**Stored data entries**

────────

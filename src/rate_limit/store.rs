use crate::error::StoreError;
use crate::rate_limit::bucket::BucketState;
use async_trait::async_trait;
use dashmap::mapref::entry::Entry;
use dashmap::DashMap;
use std::sync::atomic::{AtomicU64, Ordering};
use std::sync::Arc;

/// A bucket together with the version it was written at.
#[derive(Debug, Clone, Copy, PartialEq)]
pub struct VersionedBucket {
    pub state: BucketState,
    pub version: u64,
}

/// Abstract storage for per-key bucket state.
///
/// Designed for both in-process and shared key-value backends. Writes use compare-and-swap on an
/// opaque version so concurrent updates to the same key are linearized by the caller's retry
/// loop; different keys never coordinate.
#[async_trait]
pub trait BucketStore: Send + Sync {
    /// Fetch the current state for a key, if any.
    async fn load(&self, key: &str) -> Result<Option<VersionedBucket>, StoreError>;

    /// Write `state` only if the stored version still equals `expected`.
    ///
    /// `expected == None` means the key must not exist yet. Returns `Ok(false)` when another
    /// writer got there first and the caller must reload.
    async fn compare_and_swap(
        &self,
        key: &str,
        expected: Option<u64>,
        state: BucketState,
    ) -> Result<bool, StoreError>;

    /// Drop every bucket whose last refill is older than `cutoff_ms`. Returns how many went.
    async fn evict_idle(&self, cutoff_ms: i64) -> Result<usize, StoreError>;
}

/// In-memory bucket store, sharded by key.
///
/// Versions come from a store-wide counter so a key that is evicted and recreated can never be
/// mistaken for its earlier incarnation.
#[derive(Default, Clone, Debug)]
pub struct InMemoryBucketStore {
    buckets: Arc<DashMap<String, VersionedBucket>>,
    next_version: Arc<AtomicU64>,
}

impl InMemoryBucketStore {
    pub fn new() -> Self {
        Self::default()
    }

    pub fn len(&self) -> usize {
        self.buckets.len()
    }

    pub fn is_empty(&self) -> bool {
        self.buckets.is_empty()
    }

    fn bump(&self) -> u64 {
        self.next_version.fetch_add(1, Ordering::Relaxed) + 1
    }
}

#[async_trait]
impl BucketStore for InMemoryBucketStore {
    async fn load(&self, key: &str) -> Result<Option<VersionedBucket>, StoreError> {
        Ok(self.buckets.get(key).map(|entry| *entry.value()))
    }

    async fn compare_and_swap(
        &self,
        key: &str,
        expected: Option<u64>,
        state: BucketState,
    ) -> Result<bool, StoreError> {
        match self.buckets.entry(key.to_owned()) {
            Entry::Occupied(mut slot) => {
                if expected != Some(slot.get().version) {
                    return Ok(false);
                }
                let version = self.bump();
                slot.insert(VersionedBucket { state, version });
                Ok(true)
            }
            Entry::Vacant(slot) => {
                if expected.is_some() {
                    // evicted underneath us
                    return Ok(false);
                }
                let version = self.bump();
                slot.insert(VersionedBucket { state, version });
                Ok(true)
            }
        }
    }

    async fn evict_idle(&self, cutoff_ms: i64) -> Result<usize, StoreError> {
        let mut evicted = 0;
        self.buckets.retain(|_, bucket| {
            let keep = bucket.state.last_refill_at_ms >= cutoff_ms;
            if !keep {
                evicted += 1;
            }
            keep
        });
        Ok(evicted)
    }
}

#[cfg(test)]
mod tests {
    use super::*;
    use crate::rate_limit::bucket::RateLimitPolicy;

    fn bucket(at: i64) -> BucketState {
        BucketState::new(RateLimitPolicy::new(10.0, 10).unwrap(), at)
    }

    #[tokio::test]
    async fn cas_on_absent_key_requires_none() {
        let store = InMemoryBucketStore::new();
        assert!(!store.compare_and_swap("k", Some(1), bucket(0)).await.unwrap());
        assert!(store.compare_and_swap("k", None, bucket(0)).await.unwrap());
        assert!(!store.compare_and_swap("k", None, bucket(0)).await.unwrap());
    }

    #[tokio::test]
    async fn cas_detects_stale_version() {
        let store = InMemoryBucketStore::new();
        store.compare_and_swap("k", None, bucket(0)).await.unwrap();
        let v1 = store.load("k").await.unwrap().unwrap().version;

        assert!(store.compare_and_swap("k", Some(v1), bucket(5)).await.unwrap());
        assert!(!store.compare_and_swap("k", Some(v1), bucket(9)).await.unwrap());
        assert_eq!(store.load("k").await.unwrap().unwrap().state.last_refill_at_ms(), 5);
    }

    #[tokio::test]
    async fn recreated_key_gets_a_fresh_version() {
        let store = InMemoryBucketStore::new();
        store.compare_and_swap("k", None, bucket(0)).await.unwrap();
        let old = store.load("k").await.unwrap().unwrap().version;

        assert_eq!(store.evict_idle(100).await.unwrap(), 1);
        store.compare_and_swap("k", None, bucket(200)).await.unwrap();

        assert!(!store.compare_and_swap("k", Some(old), bucket(300)).await.unwrap());
    }

    #[tokio::test]
    async fn evict_idle_keeps_recent_buckets() {
        let store = InMemoryBucketStore::new();
        store.compare_and_swap("old", None, bucket(10)).await.unwrap();
        store.compare_and_swap("new", None, bucket(1_000)).await.unwrap();

        assert_eq!(store.evict_idle(500).await.unwrap(), 1);
        assert_eq!(store.len(), 1);
        assert!(store.load("new").await.unwrap().is_some());
        assert!(store.load("old").await.unwrap().is_none());
    }
}
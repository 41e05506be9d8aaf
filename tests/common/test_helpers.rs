#![allow(dead_code)]

use async_trait::async_trait;
use std::sync::{Arc, Mutex};
use tollgate::{
    DeliveryOutcome, InstantSleeper, LogEvent, MemoryTransport, MessageTransport, RetryPolicy,
};
use tracing::subscriber::DefaultGuard;
use tracing_subscriber::fmt::writer::BoxMakeWriter;
use tracing_subscriber::fmt::MakeWriter;

#[derive(Clone, Default)]
pub struct SharedWriter(Arc<Mutex<Vec<u8>>>);

impl SharedWriter {
    pub fn contents(&self) -> String {
        String::from_utf8(self.0.lock().unwrap().clone()).unwrap()
    }
}

impl<'a> MakeWriter<'a> for SharedWriter {
    type Writer = SharedGuard;
    fn make_writer(&'a self) -> Self::Writer {
        SharedGuard(self.0.clone())
    }
}

pub struct SharedGuard(Arc<Mutex<Vec<u8>>>);

impl std::io::Write for SharedGuard {
    fn write(&mut self, buf: &[u8]) -> std::io::Result<usize> {
        let mut guard = self.0.lock().unwrap();
        guard.extend_from_slice(buf);
        Ok(buf.len())
    }
    fn flush(&mut self) -> std::io::Result<()> {
        Ok(())
    }
}

/// Route this thread's tracing output into a buffer until the guard drops.
pub fn capture_logs() -> (SharedWriter, DefaultGuard) {
    let writer = SharedWriter::default();
    let subscriber = tracing_subscriber::fmt()
        .with_writer(BoxMakeWriter::new(writer.clone()))
        .with_max_level(tracing::Level::DEBUG)
        .with_target(true)
        .without_time()
        .with_ansi(false)
        .finish();
    (writer, tracing::subscriber::set_default(subscriber))
}

/// A memory transport that retries like a real backend.
#[derive(Debug, Clone)]
pub struct RetryingTransport {
    pub inner: MemoryTransport,
    retry: RetryPolicy,
}

impl RetryingTransport {
    pub fn new(name: &str) -> Self {
        let retry = RetryPolicy::builder().with_sleeper(InstantSleeper).build().unwrap();
        Self { inner: MemoryTransport::new(name), retry }
    }
}

#[async_trait]
impl MessageTransport for RetryingTransport {
    fn name(&self) -> &str {
        self.inner.name()
    }

    async fn send(&self, event: &LogEvent) -> DeliveryOutcome {
        self.retry.deliver(self.inner.name(), |_| self.inner.send(event)).await
    }

    fn set_lower_priority(&self) {
        self.inner.set_lower_priority();
    }
}

pub fn event(id: &str) -> LogEvent {
    LogEvent::builder(id).organization("org-1").provider("openai").build()
}
//! Bounded retry for single-backend delivery.
//!
//! Semantics:
//! - `max_attempts` counts total attempts (initial try + retries), default 3.
//! - Attempts are separated by a fixed delay. There is no backoff curve.
//! - Every failed attempt is logged with its attempt number. Only the last failure is surfaced,
//!   as [`DeliveryError::TransportFailure`].
//! - The sleeper controls how the delay is applied (production uses `TokioSleeper`; tests inject
//!   `InstantSleeper`/`TrackingSleeper`).
//!
//! Example
//! ```rust
//! use std::time::Duration;
//! use tollgate::{InstantSleeper, RetryPolicy};
//!
//! # tokio::runtime::Runtime::new().unwrap().block_on(async {
//! let policy = RetryPolicy::builder()
//!     .max_attempts(3)
//!     .delay(Duration::from_millis(50))
//!     .with_sleeper(InstantSleeper)
//!     .build()
//!     .unwrap();
//! let outcome = policy.deliver("queue", |_attempt| async { Err::<(), _>("broker unavailable") }).await;
//! assert!(outcome.is_err());
//! # });
//! ```

use crate::error::{DeliveryError, DeliveryOutcome};
use crate::{Sleeper, TokioSleeper};
use std::fmt::Display;
use std::future::Future;
use std::sync::Arc;
use std::time::Duration;

pub const DEFAULT_MAX_ATTEMPTS: usize = 3;
pub const DEFAULT_RETRY_DELAY: Duration = Duration::from_millis(100);

/// Fixed-delay retry policy shared by every transport.
#[derive(Clone)]
pub struct RetryPolicy {
    max_attempts: usize,
    delay: Duration,
    sleeper: Arc<dyn Sleeper>,
}

impl std::fmt::Debug for RetryPolicy {
    fn fmt(&self, f: &mut std::fmt::Formatter<'_>) -> std::fmt::Result {
        f.debug_struct("RetryPolicy")
            .field("max_attempts", &self.max_attempts)
            .field("delay", &self.delay)
            .field("sleeper", &self.sleeper)
            .finish()
    }
}

impl Default for RetryPolicy {
    fn default() -> Self {
        Self {
            max_attempts: DEFAULT_MAX_ATTEMPTS,
            delay: DEFAULT_RETRY_DELAY,
            sleeper: Arc::new(TokioSleeper),
        }
    }
}

impl RetryPolicy {
    /// Construct a new builder with defaults.
    pub fn builder() -> RetryPolicyBuilder {
        RetryPolicyBuilder::new()
    }

    pub fn max_attempts(&self) -> usize {
        self.max_attempts
    }

    pub fn delay(&self) -> Duration {
        self.delay
    }

    /// Run `attempt` until it succeeds or the budget is spent.
    ///
    /// The closure receives the 1-indexed attempt number. `transport` names the backend in logs.
    pub async fn deliver<E, Fut, Op>(&self, transport: &str, mut attempt: Op) -> DeliveryOutcome
    where
        E: Display + Send,
        Fut: Future<Output = Result<(), E>> + Send,
        Op: FnMut(usize) -> Fut + Send,
    {
        let mut last_error = String::new();
        for n in 1..=self.max_attempts {
            match attempt(n).await {
                Ok(()) => {
                    if n > 1 {
                        tracing::debug!(transport, attempt = n, "delivery succeeded after retry");
                    }
                    return Ok(());
                }
                Err(e) => {
                    last_error = e.to_string();
                    tracing::warn!(
                        transport,
                        attempt = n,
                        max_attempts = self.max_attempts,
                        error = %last_error,
                        "delivery attempt failed"
                    );
                    if n < self.max_attempts {
                        self.sleeper.sleep(self.delay).await;
                    }
                }
            }
        }
        tracing::error!(
            transport,
            attempts = self.max_attempts,
            error = %last_error,
            "delivery failed after exhausting retries"
        );
        Err(DeliveryError::TransportFailure(last_error))
    }
}

/// Errors produced while building a retry policy.
#[derive(Debug, Clone, PartialEq, Eq, thiserror::Error)]
pub enum BuildError {
    /// `max_attempts` must be > 0.
    #[error("max_attempts must be > 0 (got {0})")]
    InvalidMaxAttempts(usize),
}

/// Builder for `RetryPolicy`.
#[derive(Debug, Clone)]
pub struct RetryPolicyBuilder {
    policy: RetryPolicy,
}

impl RetryPolicyBuilder {
    /// Create a builder with sane defaults.
    pub fn new() -> Self {
        Self { policy: RetryPolicy::default() }
    }

    /// Set total attempts (initial + retries). Must be > 0.
    pub fn max_attempts(mut self, attempts: usize) -> Self {
        self.policy.max_attempts = attempts;
        self
    }

    /// Set the fixed pause between attempts.
    pub fn delay(mut self, delay: Duration) -> Self {
        self.policy.delay = delay;
        self
    }

    /// Provide a custom sleeper implementation.
    pub fn with_sleeper<S>(mut self, sleeper: S) -> Self
    where
        S: Sleeper + 'static,
    {
        self.policy.sleeper = Arc::new(sleeper);
        self
    }

    /// Build the retry policy, validating inputs.
    pub fn build(self) -> Result<RetryPolicy, BuildError> {
        if self.policy.max_attempts == 0 {
            return Err(BuildError::InvalidMaxAttempts(0));
        }
        Ok(self.policy)
    }
}

impl Default for RetryPolicyBuilder {
    fn default() -> Self {
        Self::new()
    }
}

#[cfg(test)]
mod tests {
    use super::*;
    use crate::{InstantSleeper, TrackingSleeper};
    use std::sync::atomic::{AtomicUsize, Ordering};

    fn policy(attempts: usize) -> RetryPolicy {
        RetryPolicy::builder()
            .max_attempts(attempts)
            .delay(Duration::from_millis(25))
            .with_sleeper(InstantSleeper)
            .build()
            .expect("builder")
    }

    #[tokio::test]
    async fn success_first_attempt() {
        let counter = AtomicUsize::new(0);
        let outcome = policy(3)
            .deliver("test", |_| {
                counter.fetch_add(1, Ordering::SeqCst);
                async { Ok::<_, String>(()) }
            })
            .await;
        assert!(outcome.is_ok());
        assert_eq!(counter.load(Ordering::SeqCst), 1, "Should only execute once");
    }

    #[tokio::test]
    async fn success_after_retries() {
        let outcome = policy(3)
            .deliver("test", |n| async move {
                if n < 3 {
                    Err(format!("attempt {n}"))
                } else {
                    Ok(())
                }
            })
            .await;
        assert!(outcome.is_ok());
    }

    #[tokio::test]
    async fn exhaustion_surfaces_last_failure() {
        let counter = AtomicUsize::new(0);
        let outcome = policy(3)
            .deliver("test", |n| {
                counter.fetch_add(1, Ordering::SeqCst);
                async move { Err::<(), _>(format!("attempt {n}")) }
            })
            .await;
        assert_eq!(counter.load(Ordering::SeqCst), 3);
        assert_eq!(outcome, Err(DeliveryError::TransportFailure("attempt 3".into())));
    }

    #[tokio::test]
    async fn fixed_delay_between_attempts_only() {
        let sleeper = TrackingSleeper::new();
        let policy = RetryPolicy::builder()
            .max_attempts(3)
            .delay(Duration::from_millis(40))
            .with_sleeper(sleeper.clone())
            .build()
            .unwrap();
        let _ = policy.deliver("test", |_| async { Err::<(), _>("nope") }).await;
        assert_eq!(sleeper.calls(), vec![Duration::from_millis(40); 2]);
    }

    #[test]
    fn zero_attempts_rejected() {
        assert_eq!(
            RetryPolicy::builder().max_attempts(0).build().unwrap_err(),
            BuildError::InvalidMaxAttempts(0)
        );
    }

    #[test]
    fn defaults_are_three_attempts() {
        let policy = RetryPolicy::default();
        assert_eq!(policy.max_attempts(), 3);
        assert_eq!(policy.delay(), DEFAULT_RETRY_DELAY);
    }
}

────────

**Work instruction**
Write out exactly the lines above between the line with "failed after exhausting" and the line with "pause between attempts.", inclusive, and nothing beyond them.

**Response area**
            "delivery failed after exhausting retries"
        );
        Err(DeliveryError::TransportFailure(last_error))
    }
}

/// Errors produced while building a retry policy.
#[derive(Debug, Clone, PartialEq, Eq, thiserror::Error)]
pub enum BuildError {
    /// `max_attempts` must be > 0.
    #[error("max_attempts must be > 0 (got {0})")]
    InvalidMaxAttempts(usize),
}

/// Builder for `RetryPolicy`.
#[derive(Debug, Clone)]
pub struct RetryPolicyBuilder {
    policy: RetryPolicy,
}

impl RetryPolicyBuilder {
    /// Create a builder with sane defaults.
    pub fn new() -> Self {
        Self { policy: RetryPolicy::default() }
    }

    /// Set total attempts (initial + retries). Must be > 0.
    pub fn max_attempts(mut self, attempts: usize) -> Self {
        self.policy.max_attempts = attempts;
        self
    }

    /// Set the fixed pause between attempts.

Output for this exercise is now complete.